OneGreatFamily Blog

  • OneGreatFamily Will Save You Time

    OneGreatFamily Can Speed Up Your Research!

    With all of our busy schedules we don't have much time in the day to do the things we really like to do, such as spending time with those we love. Working on our genealogy is something we often can't spend as much time on as we would like because of other obligations. So when we do have a few moments to spend, it is important that we be as efficient as possible. Using traditional research techniques is essential, yet much time can be saved if we can see the work that others have already done. We save time in not pursuing dead ends already explored, or in focusing on pursuing evidence for a lead someone else uncovered. OneGreatFamily was created to make researching as efficient as possible, saving time and money.

    OneGreatFamily searches for ALL your ancestors ALL the time. It identifies leads for both new ancestors as well as additional information about known ancestors. And it helps you zoom right in to focus on those leads. This process saves YOU hours or even years of time!

    To get started all you have to do is submit what you already know about your family tree. You can either provide us with a GEDCOM file or enter the information you have in Genealogy BrowserT. Include as many relationships as you can, even aunts and uncles. With more than 280 million names already submitted and between one and three million new names being submitted each month, you are sure to find research leads on your ancestors at OneGreatFamily . . . in the near future, if not today.

    Once your family tree is submitted, an automatic review process looks at each individual in your family tree and begins searching for individuals that are identical within OneGreatFamily. When OneGreatFamily identifies that two ancestors match, this means new information becomes available to you . . . on a specific ancestor or even an entire branch of your family tree!

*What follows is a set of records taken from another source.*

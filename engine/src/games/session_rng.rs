use rand::rngs::StdRng;
use rand::{Rng, SeedableRng};

/// Seeded RNG owned by a single game session, so a seed reproduces a game.
pub struct SessionRng {
    rng: StdRng,
    seed: u64,
}

impl SessionRng {
    pub fn new(seed: u64) -> Self {
        Self {
            rng: StdRng::seed_from_u64(seed),
            seed,
        }
    }

    pub fn from_random() -> Self {
        let seed: u64 = rand::rng().random();
        Self::new(seed)
    }

    pub fn seed(&self) -> u64 {
        self.seed
    }

    pub fn random_range<T, R>(&mut self, range: R) -> T
    where
        T: rand::distr::uniform::SampleUniform,
        R: rand::distr::uniform::SampleRange<T>,
    {
        self.rng.random_range(range)
    }

    pub fn random_bool(&mut self) -> bool {
        self.rng.random()
    }
}
use super::board::Board;
use super::types::{Cell, Player, Position, WinningLine};

const fn p(row: usize, col: usize) -> Position {
    Position::new(row, col)
}

/// Every three-in-a-row on a 3x3 board: rows, then columns, then diagonals.
pub const WINNING_LINES: [[Position; 3]; 8] = [
    [p(0, 0), p(0, 1), p(0, 2)],
    [p(1, 0), p(1, 1), p(1, 2)],
    [p(2, 0), p(2, 1), p(2, 2)],
    [p(0, 0), p(1, 0), p(2, 0)],
    [p(0, 1), p(1, 1), p(2, 1)],
    [p(0, 2), p(1, 2), p(2, 2)],
    [p(0, 0), p(1, 1), p(2, 2)],
    [p(0, 2), p(1, 1), p(2, 0)],
];

pub fn find_winning_line(board: &Board, player: Player) -> Option<WinningLine> {
    let mark = Cell::MarkedBy(player);
    WINNING_LINES
        .iter()
        .find(|line| line.iter().all(|&pos| board.cell(pos) == mark))
        .map(|line| WinningLine::new(player, line[0], line[2]))
}
#[derive(Debug)]
pub enum ConfigError {
    Io(std::io::Error),
    Serialize(String),
    Deserialize(String),
    Invalid(String),
    LockPoisoned,
}

impl std::fmt::Display for ConfigError {
    fn fmt(&self, f: &mut std::fmt::Formatter<'_>) -> std::fmt::Result {
        match self {
            ConfigError::Io(e) => write!(f, "Config file error: {}", e),
            ConfigError::Serialize(e) => write!(f, "Failed to serialize config: {}", e),
            ConfigError::Deserialize(e) => write!(f, "Failed to deserialize config: {}", e),
            ConfigError::Invalid(e) => write!(f, "Config validation error: {}", e),
            ConfigError::LockPoisoned => write!(f, "Config cache lock poisoned"),
        }
    }
}

impl std::error::Error for ConfigError {
    fn source(&self) -> Option<&(dyn std::error::Error + 'static)> {
        match self {
            ConfigError::Io(e) => Some(e),
            _ => None,
        }
    }
}

impl From<std::io::Error> for ConfigError {
    fn from(e: std::io::Error) -> Self {
        ConfigError::Io(e)
    }
}
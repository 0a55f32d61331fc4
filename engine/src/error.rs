use crate::games::tictactoe::Position;

#[derive(Debug, Clone, PartialEq, Eq)]
pub enum GameError {
    OutOfBounds { row: usize, col: usize },
    CellOccupied(Position),
    NotYourTurn,
    GameOver,
    InvalidCellValue(u8),
}

impl std::fmt::Display for GameError {
    fn fmt(&self, f: &mut std::fmt::Formatter<'_>) -> std::fmt::Result {
        match self {
            GameError::OutOfBounds { row, col } => {
                write!(f, "Position ({}, {}) is out of bounds", row, col)
            }
            GameError::CellOccupied(pos) => {
                write!(f, "Cell ({}, {}) is already marked", pos.row, pos.col)
            }
            GameError::NotYourTurn => write!(f, "Not your turn"),
            GameError::GameOver => write!(f, "Game is already over"),
            GameError::InvalidCellValue(value) => {
                write!(f, "Invalid cell value {}, expected 0, 1 or 2", value)
            }
        }
    }
}

impl std::error::Error for GameError {}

A match with someone else's data also provides a point for further collaboration within OneGreatFamily.

    OneGreatFamily also makes your own searching more efficient by identifying and merging away duplicate family trees and individuals. You don't need to spend hours wading through copies of the same family tree fragments submitted by dozens or hundreds of different people. OneGreatFamily presents you with a largely de-duplicated version of an individual or a family tree fragment, including conflicting vital information, alternate spellings, notes, sources and other important clues.

    OneGreatFamily also saves you time by allowing distant relatives to help each other grow their family trees through collaboration.

    So take the first step to efficiently working on your genealogy by first submitting your family tree. Remember, OneGreatFamily is working all the time, even when you can't!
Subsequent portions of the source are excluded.